The Wild: Down the stretch

Print this entry

By Scott Taylor

Photos by James Carey Lauder


Dubnyk Stumbles at Bad Time

WINNIPEG, Man. – Devan Dubnyk needs a rest.

After watching the Minnesota Wild goaltender flail around in a 5-4 loss to the non-post-season Winnipeg Jets on Sunday afternoon, it has become painfully obvious that the man who got the Minnesota Wild to where they are today, needs to sit and just watch his team for a few games.

The slumping Minnesota Wild have now lost five straight and have won just two of 10 in March.

When we last visited the Wild, Dubnyk was unbeatable. He was the odds-on pick to win the Vezina Trophy as the NHL’s most outstanding goaltender and his numbers were off the hook. In fact, during his first 27 starts, a run that took him to Dec. 31, Dubnyk was an eye-popping 18-6-3. He was first in the NHL with a 1.58 goals-against average and also first in the league with a .947 save percentage.

It certainly hasn’t been as good since then, and it’s been downright awful in the month of March – a time when the Wild needed their No. 1 goaltender to be at his best in order to catch the Chicago Blackhawks in the race for first in both the Central Division and the Western Conference.
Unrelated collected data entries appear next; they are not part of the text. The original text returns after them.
//! In-Memory Cache Module
//!
//! Process-local cache backed by a HashMap, deep-copying on the way in and out.

use std::collections::HashMap;
use std::sync::OnceLock;

use async_trait::async_trait;
use chrono::{DateTime, Utc};
use tokio::sync::RwLock;
use tracing::debug;

use crate::cache::{
    deep_copy, extract_entity, pack_entity, validate_key, CacheEntity, CacheStore, Value,
};
use crate::error::Result;

static DEFAULT: OnceLock<MemoryCache> = OnceLock::new();

// == Memory Cache ==
/// In-memory cache with lazy expiry and value isolation.
///
/// Expired entries keep their slot until they are overwritten, removed, or
/// read with `remove_after`; nothing sweeps them.
///
/// # Example
/// ```rust,no_run
/// use value_cache::cache::{CacheStore, MemoryCache, Value};
///
/// #[tokio::main]
/// async fn main() -> value_cache::error::Result<()> {
///     let cache = MemoryCache::global();
///     cache.set("greeting", Value::from("hello"), None).await?;
///     assert_eq!(cache.get("greeting", true).await?, Some(Value::from("hello")));
///     Ok(())
/// }
/// ```
#[derive(Debug, Default)]
pub struct MemoryCache {
    entries: RwLock<HashMap<String, CacheEntity>>,
}

impl MemoryCache {
    // == Constructor ==
    /// Creates an empty cache with its own independent mapping.
    pub fn new() -> Self {
        Self::default()
    }

    /// Returns the process-wide default instance, creating it on first use.
    pub fn global() -> &'static MemoryCache {
        DEFAULT.get_or_init(MemoryCache::new)
    }

    // == Length ==
    /// Returns the number of occupied slots, expired entries included.
    pub async fn len(&self) -> usize {
        self.entries.read().await.len()
    }

    // == Is Empty ==
    /// Returns true if no slot is occupied.
    pub async fn is_empty(&self) -> bool {
        self.entries.read().await.is_empty()
    }
}

#[async_trait]
impl CacheStore for MemoryCache {
    fn name(&self) -> &'static str {
        "memory"
    }

    async fn set(&self, key: &str, value: Value, expires_at: Option<DateTime<Utc>>) -> Result<()> {
        validate_key(key)?;
        let entity = pack_entity(deep_copy(&value)?, expires_at);

        self.entries.write().await.insert(key.to_string(), entity);
        debug!(key, kind = value.kind(), ?expires_at, "memory cache set");
        Ok(())
    }

    async fn get(&self, key: &str, remove_after: bool) -> Result<Option<Value>> {
        validate_key(key)?;

        let value = if remove_after {
            // Read and clear happen under the same write guard
            let taken = self.entries.write().await.remove(key);
            extract_entity(taken.as_ref()).map(deep_copy).transpose()?
        } else {
            let entries = self.entries.read().await;
            extract_entity(entries.get(key)).map(deep_copy).transpose()?
        };

        debug!(key, remove_after, hit = value.is_some(), "memory cache get");
        Ok(value)
    }

    async fn remove(&self, key: &str) -> Result<()> {
        validate_key(key)?;
        let existed = self.entries.write().await.remove(key).is_some();
        debug!(key, existed, "memory cache remove");
        Ok(())
    }
}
In 29 starts since the end of December, Dubnyk is 18-12 with a 2.74 goals-against average and .908 save percentage. That’s not very good. In fact, during that span, the NHL’s statistical gurus place Dubnyk 22nd in goals-against average and 26th in save percentage (among those goalies who have played at least 16 games in that period of time). Worse yet, as he did on Sunday, Dubnyk has allowed four or more goals in a game nine times.
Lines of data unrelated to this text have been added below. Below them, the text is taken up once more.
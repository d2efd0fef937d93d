//! API Routes
//!
//! Configures the Axum router with all cache server endpoints.

use axum::{routing::get, Router};
use tower_http::{
    cors::{Any, CorsLayer},
    trace::TraceLayer,
};

use super::handlers::{get_handler, health_handler, remove_handler, set_handler, AppState};

/// Creates the main router with all endpoints configured.
///
/// # Middleware
/// - CORS: Allows any origin (configurable for production)
/// - Tracing: Logs all requests for debugging
pub fn create_router(state: AppState) -> Router {
    let cors = CorsLayer::new()
        .allow_origin(Any)
        .allow_methods(Any)
        .allow_headers(Any);

    Router::new()
        .route(
            "/cache/:key",
            get(get_handler).put(set_handler).delete(remove_handler),
        )
        .route("/health", get(health_handler))
        .layer(cors)
        .layer(TraceLayer::new_for_http())
        .with_state(state)
}
//! Configuration Module
//!
//! Handles loading and managing server configuration from environment variables.

use std::env;
use std::path::PathBuf;
use std::str::FromStr;

use crate::cache::DEFAULT_KEY_PREFIX;

/// Which cache backend the server runs on.
#[derive(Debug, Clone, Copy, PartialEq, Eq)]
pub enum BackendKind {
    /// Process-local `MemoryCache`
    Memory,
    /// `PersistentCache` over a `FileBackend`
    File,
}

impl FromStr for BackendKind {
    type Err = String;

    fn from_str(s: &str) -> Result<Self, Self::Err> {
        match s.trim().to_ascii_lowercase().as_str() {
            "memory" => Ok(BackendKind::Memory),
            "file" => Ok(BackendKind::File),
            other => Err(format!("unknown cache backend '{other}'")),
        }
    }
}

/// Server configuration parameters.
///
/// All values can be configured via environment variables with sensible defaults.
#[derive(Debug, Clone)]
pub struct Config {
    /// HTTP server port
    pub server_port: u16,
    /// Backend serving the cache
    pub backend: BackendKind,
    /// Directory used by the file backend
    pub storage_dir: PathBuf,
    /// Prefix applied to physical keys by the persistent cache
    pub key_prefix: String,
}

impl Config {
    /// Creates a new Config by loading values from environment variables.
    ///
    /// # Environment Variables
    /// - `SERVER_PORT` - HTTP server port (default: 3000)
    /// - `CACHE_BACKEND` - `memory` or `file` (default: memory)
    /// - `STORAGE_DIR` - File backend directory (default: ./cache-data)
    /// - `KEY_PREFIX` - Persistent key prefix (default: `$local:`)
    pub fn from_env() -> Self {
        let defaults = Self::default();
        Self {
            server_port: env::var("SERVER_PORT")
                .ok()
                .and_then(|v| v.parse().ok())
                .unwrap_or(defaults.server_port),
            backend: env::var("CACHE_BACKEND")
                .ok()
                .and_then(|v| v.parse().ok())
                .unwrap_or(defaults.backend),
            storage_dir: env::var("STORAGE_DIR")
                .ok()
                .filter(|v| !v.is_empty())
                .map(PathBuf::from)
                .unwrap_or(defaults.storage_dir),
            key_prefix: env::var("KEY_PREFIX")
                .ok()
                .filter(|v| !v.is_empty())
                .unwrap_or(defaults.key_prefix),
        }
    }
}

impl Default for Config {
    fn default() -> Self {
        Self {
            server_port: 3000,
            backend: BackendKind::Memory,
            storage_dir: PathBuf::from("./cache-data"),
            key_prefix: DEFAULT_KEY_PREFIX.to_string(),
        }
    }
}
This month he is 2-7 in 10 games with a 2.92 goals-against average and .899 save percentage. That’s horrible. He has gone seven starts without a victory and has been looking for his career-high 37th win for the last five games.

Gustav Olofsson, Jonas Brodin and Devyn Dubnyk (G) defend the Minnesota Wild Net

The Wild’s Devan Dubnyk is trying to see his way through…
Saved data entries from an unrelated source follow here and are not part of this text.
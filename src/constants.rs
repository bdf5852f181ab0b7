//! Application-wide constants.
//!
//! This module centralizes the storage keys, the export format tag and the
//! date-window rules so the rest of the crate never hard-codes them.

/// Storage key of the todos-by-date document.
pub const TODOS_KEY: &str = "todos";

/// Storage key of the journal-by-date document.
pub const JOURNAL_KEY: &str = "journal";

/// Version tag written into every export document.
pub const EXPORT_VERSION: &str = "1.0.0";

/// Canonical date key format (YYYY-MM-DD).
pub const DATE_FORMAT_ISO: &str = "%Y-%m-%d";

/// Length of a canonical date key in bytes.
pub const DATE_KEY_LEN: usize = 10;

/// Number of days after a date during which its todos can still be toggled.
pub const TOGGLE_GRACE_DAYS: i64 = 2;

/// How many days ahead (including today) content can be planned.
pub const FUTURE_DAYS: i64 = 3;

/// Default data directory when `DAYLOG_DIR` is not set.
pub const DEFAULT_DATA_DIR: &str = "~/.daylog";

/// Environment variable selecting the data directory.
pub const ENV_DATA_DIR: &str = "DAYLOG_DIR";

/// Environment variable selecting the log output format (`json` or `text`).
pub const ENV_LOG_FORMAT: &str = "DAYLOG_LOG_FORMAT";

/// Name of the advisory lock file held while a store is open.
pub const LOCK_FILE_NAME: &str = "daylog.lock";

/// Name of the write-ahead staging file used for multi-document writes.
pub const PENDING_FILE_NAME: &str = "pending.json";

/// Message returned when an import payload is not parsable JSON.
pub const INVALID_JSON_MESSAGE: &str = "Invalid JSON format. Please check your data.";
Now, to be fair, Dubnyk is still tied for second in the NHL with 36 wins, second with a .927 save percentage and fourth with a 2.18 goals against average (among goaltenders with at least 30 games played), but his numbers have dropped dramatically since Dec. 29.

There have been some suggestions that he needs more practice time or that he’s developed some bad habits and the coaches need to work on getting Dubnyk back to the pre-New Year’s Dubnyk.

However, after watching him on Sunday, the guy looks worn out and unable to focus. Especially early in the game. The Jets led 3-0 after the first period, even though the Wild had outshot them 14-7. Overall, the Wild outshot the Jets 48-21 and yet they lost 5-4. Dubnyk never seemed comfortable at any stage of this one and maybe, just maybe he should take his family to Disney World for a week. He’s not going to get any better – his confidence certainly isn’t going to get any better – by letting in five or six more against San Jose on Tuesday night.

It’s a coach’s job to make sure every team member feels horribly about a loss like the one the Wild suffered on Sunday. He can’t just leave it at the foot of goaltender. But let’s not sugarcoat this thing. With decent goaltending, the Wild don’t lose in Winnipeg and don’t go 2-8 this month.

As for head coach Bruce Boudreau, he’s as frustrated as the team and the fans – fans who are having trouble imagining a club that was so good for so long suddenly hitting the skids right before the post-season.

“Hey, listen, we stunk in the first,” Boudreau said during a postgame scrum in the bowels of MTS Centre that barely lasted 30 seconds. “We’d better come back in the second. Holy crap, it’s not resiliency. You’re making us sound like we’re good. That’s … I’m done.”

If he can’t get his goaltender back on track, his entire team might be.